The United States Equal Employment Opportunity Commission is required to review many claims for discrimination, including claims under Title VII of the Civil Rights Act of 1964, the Age Discrimination in Employment Act, and the Americans with Disabilities Act.  In the course of investigating discrimination claims, the EEOC frequently asks employers to produce documents related to the claim.  If the employer refuses to produce documents, the EEOC can issue an administrative subpoena and ask federal courts for assistance in enforcing the subpoena.

A Wendy’s restaurant franchisee in Tennessee recently won a victory for employers in resisting a far-reaching document request.  EEOC v. Southeast Food Svcs. Co, No. 3:16:MC-46-TAV-HGB, 2017 WL 1155040 (E.D. Tenn. Mar 27, 2017).   In that case, the franchisee offered a promotion to an employee, but required the employee to sign a release of all potential claims in order to receive the promotion.  Even though she possessed no claims, the employee refused to sign the release.  As a result, the franchisee withdrew the promotion offer.  Thereafter, the employee claimed that withdrawal of the promotion was discriminatory.  The franchisee admitted the reasons for withdrawing the promotion, but denied any discrimination.

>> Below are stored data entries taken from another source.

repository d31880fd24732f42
use thiserror::Error;

use crate::model::BuildError;
use crate::parser::ParseError;

/// Result type for javamodel operations
pub type Result<T> = std::result::Result<T, Error>;

/// Error types surfaced to callers of the parse and project operations
#[derive(Error, Debug)]
pub enum Error {
    #[error("IO error: {0}")]
    Io(#[from] std::io::Error),

    #[error(transparent)]
    Parse(#[from] ParseError),

    #[error("Model error: {0}")]
    Build(#[from] BuildError),

    #[error("Configuration error: {message}")]
    Config { message: String },
}

impl Error {
    /// Create a configuration error
    pub fn config_error(message: impl Into<String>) -> Self {
        Self::Config { message: message.into() }
    }

    /// The parse error behind this error, if any
    pub fn as_parse_error(&self) -> Option<&ParseError> {
        match self {
            Error::Parse(e) => Some(e),
            _ => None,
        }
    }

    /// 1-based source line for lexical/syntax failures
    pub fn line(&self) -> Option<usize> {
        self.as_parse_error().map(|e| e.line())
    }
}
pub mod reader;
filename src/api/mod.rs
pub mod jira;
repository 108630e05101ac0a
use crate::errors::{BulkError, Result};
use crate::models::row::{trim_cell, Row};
use serde_json::{json, Map, Value};
use std::collections::HashMap;
use std::str::FromStr;

/// Jira custom field types a column can be converted to.
#[derive(Debug, Clone, Copy, PartialEq, Eq)]
pub enum ConversionKind {
    MultiSelect,
    MultiUserPicker,
    NumberField,
    SelectList,
    UserPicker,
}

impl FromStr for ConversionKind {
    type Err = String;

    fn from_str(s: &str) -> std::result::Result<Self, Self::Err> {
        match s {
            "MultiSelect" | "multi-select" => Ok(ConversionKind::MultiSelect),
            "MultiUserPicker" | "multi-user-picker" => Ok(ConversionKind::MultiUserPicker),
            "NumberField" | "number" => Ok(ConversionKind::NumberField),
            "SelectList" | "single-select" => Ok(ConversionKind::SelectList),
            "UserPicker" | "user-picker" => Ok(ConversionKind::UserPicker),
            other => Err(other.to_string()),
        }
    }
}

impl ConversionKind {
    pub fn convert(self, field: &str, value: &str) -> Result<Value> {
        let converted = match self {
            ConversionKind::MultiSelect => split_selection(value, "value"),
            ConversionKind::MultiUserPicker => split_selection(value, "name"),
            ConversionKind::NumberField => {
                let number = value.parse::<i64>().map_err(|_| BulkError::InvalidNumber {
                    field: field.to_string(),
                    value: value.to_string(),
                })?;
                Value::from(number)
            }
            ConversionKind::SelectList => json!({ "value": value }),
            ConversionKind::UserPicker => json!({ "name": value }),
        };

        Ok(converted)
    }
}

/// Shape used for fields without a declared conversion.
fn default_shape(field: &str, value: &str) -> Value {
    match field {
        "assignee" | "issuetype" => json!({ "name": value }),
        "components" => json!([{ "name": value }]),
        "project" => json!({ "key": value }),
        _ => Value::String(value.to_string()),
    }
}

fn split_selection(value: &str, key: &str) -> Value {
    value
        .split(',')
        .map(|token| {
            let mut selection = Map::new();
            selection.insert(key.to_string(), Value::from(trim_cell(token)));
            Value::Object(selection)
        })
        .collect()
}

/// Turns a normalized row into the `fields` object of an issue-creation request.
pub fn convert_row(
    row: &Row,
    conversions: &HashMap<String, ConversionKind>,
) -> Result<Map<String, Value>> {
    let mut fields = Map::new();

    for (field, value) in row {
        let converted = match conversions.get(field) {
            Some(kind) => kind.convert(field, value)?,
            None => default_shape(field, value),
        };
        fields.insert(field.clone(), converted);
    }

    Ok(fields)
}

While investigating the employee’s claim, the EEOC submitted a document request and a subpoena seeking the identity and contact information of all:  (1) current and former employees since December 4, 2012; (2) current and former employees who signed a release since December 4, 2012; and, (3) current and former employees promoted since December 4, 2012.  When the franchisee refused to provide that information, the EEOC filed an application in federal court for enforcement of the subpoena.

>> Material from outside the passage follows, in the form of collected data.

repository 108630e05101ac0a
use serde::Serialize;
use serde_json::{Map, Value};

/// Body of `POST /rest/api/2/issue/`.
#[derive(Debug, Serialize)]
pub struct CreateIssuePayload {
    pub fields: Map<String, Value>,
}

/// Raw answer to one issue-creation call. The status is not interpreted.
#[derive(Debug)]
pub struct SubmissionOutcome {
    pub status: u16,
    pub body: String,
}
use crate::config::settings::DefaultFields;
use crate::errors::{BulkError, Result};
use crate::input::reader::Table;
use std::collections::{BTreeMap, HashMap};

/// One CSV record keyed by its (renamed) column header.
pub type Row = BTreeMap<String, String>;

const TRIM_CHARS: &[char] = &[' ', '\n', '\r'];

pub fn trim_cell(value: &str) -> &str {
    value.trim_matches(TRIM_CHARS)
}

/// Replaces every header found in `renames` with its target name.
pub fn rename_headers(headers: &[String], renames: &HashMap<String, String>) -> Vec<String> {
    headers
        .iter()
        .map(|header| renames.get(header).unwrap_or(header).clone())
        .collect()
}

/// Pairs each header with the cell at the same position.
///
/// `line` is only used for the error message when the record and the header
/// disagree on the number of columns.
pub fn build_row(headers: &[String], record: &[String], line: u64) -> Result<Row> {
    if record.len() != headers.len() {
        return Err(BulkError::ColumnCountMismatch {
            line,
            expected: headers.len(),
            found: record.len(),
        });
    }

    Ok(headers
        .iter()
        .zip(record)
        .map(|(header, cell)| (header.clone(), trim_cell(cell).to_string()))
        .collect())
}

/// Fills missing or empty default-able fields from `defaults`.
pub fn apply_defaults(row: &mut Row, defaults: &DefaultFields) {
    for (field, default) in defaults.by_field() {
        let value = row.entry(field.to_string()).or_default();
        if value.is_empty() {
            *value = default.to_string();
        }
    }
}

pub fn normalize(
    table: &Table,
    renames: &HashMap<String, String>,
    defaults: &DefaultFields,
) -> Result<Vec<Row>> {
    let headers = rename_headers(&table.headers, renames);

    table
        .records
        .iter()
        .map(|record| {
            let mut row = build_row(&headers, &record.cells, record.line)?;
            apply_defaults(&mut row, defaults);
            Ok(row)
        })
        .collect()
}
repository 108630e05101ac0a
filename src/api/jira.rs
use crate::errors::{BulkError, Result};
use crate::models::issue::{CreateIssuePayload, SubmissionOutcome};
use reqwest::{redirect, Client, StatusCode};

/// Session-cookie client for a Jira Server instance.
///
/// Every request goes through the same `reqwest::Client`, so the cookie set
/// by [`JiraClient::login`] is sent with each later call.
pub struct JiraClient {
    client: Client,
    base_url: String,
}

impl JiraClient {
    pub fn new(base_url: String, insecure: bool) -> Result<Self> {
        if insecure {
            tracing::warn!(%base_url, "TLS certificate validation is disabled");
        }

        let client = Client::builder()
            .cookie_store(true)
            .redirect(redirect::Policy::none())
            .danger_accept_invalid_certs(insecure)
            .build()?;

        Ok(Self { client, base_url })
    }

    pub async fn login(&self, user: &str, password: &str) -> Result<()> {
        let url = format!("{}/login.jsp", self.base_url);

        let response = self
            .client
            .post(&url)
            .form(&[
                ("os_username", user),
                ("os_password", password),
                ("login", "Log In"),
            ])
            .send()
            .await?;

        let status = response.status();
        tracing::debug!(status = status.as_u16(), "login response");

        if status != StatusCode::OK && status != StatusCode::FOUND {
            let text = response.text().await?;
            return Err(BulkError::JiraLoginFailed(status.as_u16(), text));
        }

        Ok(())
    }

    /// Posts one issue. The response status is returned as-is, not checked.
    pub async fn create_issue(&self, payload: &CreateIssuePayload) -> Result<SubmissionOutcome> {
        let url = format!("{}/rest/api/2/issue/", self.base_url);

        let response = self.client.post(&url).json(payload).send().await?;

        let status = response.status().as_u16();
        let body = response.text().await?;

        Ok(SubmissionOutcome { status, body })
    }
}
pub mod fields;
pub mod issue;
pub mod row;
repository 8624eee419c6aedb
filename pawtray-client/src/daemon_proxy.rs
//! D-Bus proxy for communicating with the daemon

use futures::StreamExt;
use pawtray_daemon::IndicatorState;
use zbus::proxy;
use zbus::Connection;

/// Proxy for the PawTray daemon D-Bus interface
#[proxy(
    interface = "org.pawtray.Daemon",
    default_service = "org.pawtray.Daemon",
    default_path = "/org/pawtray/Daemon"
)]
trait PawTrayDaemon {
    /// Current indicator state
    fn current_state(&self) -> zbus::Result<String>;

    /// Text glyph for the current state
    fn glyph(&self) -> zbus::Result<String>;

    /// Report one activity edge
    fn report_activity(&self) -> zbus::Result<()>;

    /// Check the nearest calendar event right away
    fn check_calendar(&self) -> zbus::Result<()>;

    /// Signal emitted on every state transition
    #[zbus(signal)]
    fn state_changed(&self, state: String) -> zbus::Result<()>;

    /// Signal emitted once per calendar reminder
    #[zbus(signal)]
    fn reminder(&self, event_id: String, title: String, minutes_until: u32) -> zbus::Result<()>;
}

/// Something the daemon announced
#[derive(Debug, Clone)]
pub enum DaemonEvent {
    StateChanged(IndicatorState),
    Reminder { title: String, minutes_until: u32 },
}

/// Client for communicating with the PawTray daemon
pub struct DaemonClient {
    proxy: PawTrayDaemonProxy<'static>,
}

impl DaemonClient {
    /// Create a new daemon client
    pub async fn new() -> anyhow::Result<Self> {
        let connection = Connection::session().await?;
        let proxy = PawTrayDaemonProxy::new(&connection).await?;
        Ok(Self { proxy })
    }

    pub async fn current_state(&self) -> anyhow::Result<IndicatorState> {
        let state = self.proxy.current_state().await?;
        IndicatorState::parse(&state)
            .ok_or_else(|| anyhow::anyhow!("Daemon reported unknown state: {}", state))
    }

    pub async fn report_activity(&self) -> anyhow::Result<()> {
        self.proxy.report_activity().await?;
        Ok(())
    }

    pub async fn check_calendar(&self) -> anyhow::Result<()> {
        self.proxy.check_calendar().await?;
        Ok(())
    }

    /// Call `on_event` for every state change and reminder until the
    /// daemon goes away
    pub async fn watch<F>(&self, mut on_event: F) -> anyhow::Result<()>
    where
        F: FnMut(DaemonEvent),
    {
        let mut states = self.proxy.receive_state_changed().await?;
        let mut reminders = self.proxy.receive_reminder().await?;

        loop {
            tokio::select! {
                signal = states.next() => {
                    let Some(signal) = signal else { break };
                    let args = signal.args()?;
                    match IndicatorState::parse(&args.state) {
                        Some(state) => on_event(DaemonEvent::StateChanged(state)),
                        None => tracing::warn!("Ignoring unknown state: {}", args.state),
                    }
                }
                signal = reminders.next() => {
                    let Some(signal) = signal else { break };
                    let args = signal.args()?;
                    on_event(DaemonEvent::Reminder {
                        title: args.title.clone(),
                        minutes_until: args.minutes_until,
                    });
                }
            }
        }

        Ok(())
    }
}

The EEOC’s subpoena authority is broad.  It can obtain any information that is :  (1) related to unlawful employment practices; and, (2) relevant to the charge under investigation.  42 U.S.C. § 200e-8(a).  Most disputes with the EEOC focus on the relevancy requirement.  In the Wendy’s case, the Court found that the EEOC did not meet its burden of demonstrating relevance.  While the request for information might be relevant to other potential claims, it was not relevant to this case, where it was undisputed that the promotion was denied for failure to sign the release.

The Tennessee court relied heavily upon the Eleventh Circuit’s decision in EEOC v. Royal Caribbean Cruises, 771 F.3d 757 (11th Cir. 2014).  In that case, the Eleventh Circuit noted that the term “relevant” has been generously construed in the EEOC’s favor, but that it should not be so broadly construed as to render the relevancy requirement ” a nullity.”  Id. at 760.  The Eleventh Circuit recognized that, sometimes, broad-reaching requests might be necessary, “where statistical data is needed to determine whether an employer’s facially neutral explanation for the adverse decision is pretext for discrimination.”  Id. at 761.  But, like the Wendy’s court, the Eleventh Circuit found that expansion of an investigation for discovery of potential, other claims was not a “relevant” reason.

Employers should carefully consider whether to resist a request for documents from the EEOC.  In many cases, the EEOC requests legitimate, “relevant” information related to a charge of discrimination, and employers should comply with information requests in those cases.  But, in some cases, the EEOC is clearly attempting to expand the scope of an investigation beyond the parameters of a particular case.   The Wendy’s case and the Royal Caribbean case provide employers with good arguments for contesting those types of subpoenas.